Barad K (2012) On Touching – The Inhuman That Therefore I Am. differences: A Journal of Feminist Cultural Studies 23(3): 206-223.
Bryld M and Lykke N (2000) Cosmodolphins: Feminist cultural studies of technology, animals and the sacred. London: Zed Books.
Chen M (2012) Animacies: Biopolitics, racial mattering, and queer affect. Durham: Kindle Edition. Duke University Press.
Chun WHK (2011) Programmed Visions: Software and Memory. Kindle Edition. Cambridge, MA: The MIT Press.
Cvetkovich A and Pellegrini A (2003) Public sentiments. The Scholar and Feminist Online 2: 1-19.

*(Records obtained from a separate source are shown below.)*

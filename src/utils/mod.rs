//! Utility modules for configuration, error handling, and logging.

pub mod config;
pub mod error;

// Re-export commonly used error types for convenience
pub use error::{AnalysisError, ConfigError, FlamegraphError, ModelError, OutputError};
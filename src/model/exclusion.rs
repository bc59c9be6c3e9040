//! Set of category and type keys hidden from aggregate views.

use crate::analysis::CategorizedNode;
use crate::utils::config::{DEFAULT_EXCLUSIONS, INIT_KEY, INLINABLE_KEY};
use std::collections::HashSet;

/// Keys currently hidden
///
/// A key is either a category (`deps`), a `category:type` composite
/// (`deps:lodash`, `all-v8:cpp`) or one of the synthetic `is:` keys.
#[derive(Debug, Clone, PartialEq, Eq)]
pub struct ExclusionSet {
    keys: HashSet<String>,
}

impl Default for ExclusionSet {
    fn default() -> Self {
        Self {
            keys: DEFAULT_EXCLUSIONS.iter().map(|k| k.to_string()).collect(),
        }
    }
}

impl ExclusionSet {
    /// Set with nothing hidden
    pub fn empty() -> Self {
        Self {
            keys: HashSet::new(),
        }
    }

    /// Make `key` visible; false if it already was
    pub fn show(&mut self, key: &str) -> bool {
        self.keys.remove(key)
    }

    /// Hide `key`; false if it already was hidden
    pub fn hide(&mut self, key: &str) -> bool {
        if self.keys.contains(key) {
            return false;
        }
        self.keys.insert(key.to_string())
    }

    pub fn contains(&self, key: &str) -> bool {
        self.keys.contains(key)
    }

    pub fn len(&self) -> usize {
        self.keys.len()
    }

    pub fn is_empty(&self) -> bool {
        self.keys.is_empty()
    }

    /// Hidden keys in sorted order
    pub fn keys(&self) -> Vec<&str> {
        let mut keys: Vec<&str> = self.keys.iter().map(String::as_str).collect();
        keys.sort_unstable();
        keys
    }

    /// Whether `node` is hidden by any key in the set
    ///
    /// Types are namespaced by category so a dependency named `cpp` is
    /// not hidden together with `all-v8:cpp`.
    pub fn excludes(&self, node: &CategorizedNode) -> bool {
        (node.is_init && self.contains(INIT_KEY))
            || (node.is_inlinable && self.contains(INLINABLE_KEY))
            || self.contains(node.category.as_str())
            || self.contains(&node.type_key())
    }
}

Gabrys J (2011) Digital Rubbish: A natural history of electronics. Ann Arbor, MA: University of Michigan Press.
Haraway D (1997) Modest− Witness@ Second− Millennium. FemaleMan− Meets−OncoMouse: Feminism and Technoscience. London and New York: Routledge.
Ong A (2010) Introduction: An Analytics of Biotechnology and Ethics at Multiple Scales. In: Ong A and Chen N (eds) Asian Biotech: Ethics and Communities of Fate. Durham: Duke University Press.
Parisi L and Fazi BM (2014) Do Algorithms Have Fun? On Completion, Indeterminacy and Autonomy in Computation. In: Goriunova O (ed) Fun and Software: Exploring pleasure, paradox and pain in computing. London: Bloomsbury Publishing.
Stewart K (2003) The perfectly ordinary life. Scholar and Feminist Online 2: 1.
Yusoff K (2013) Insensible worlds: postrelational ethics, indeterminacy and the (k)nots of relating.Environment and Planning D: Society and Space 31(2): 208 – 226.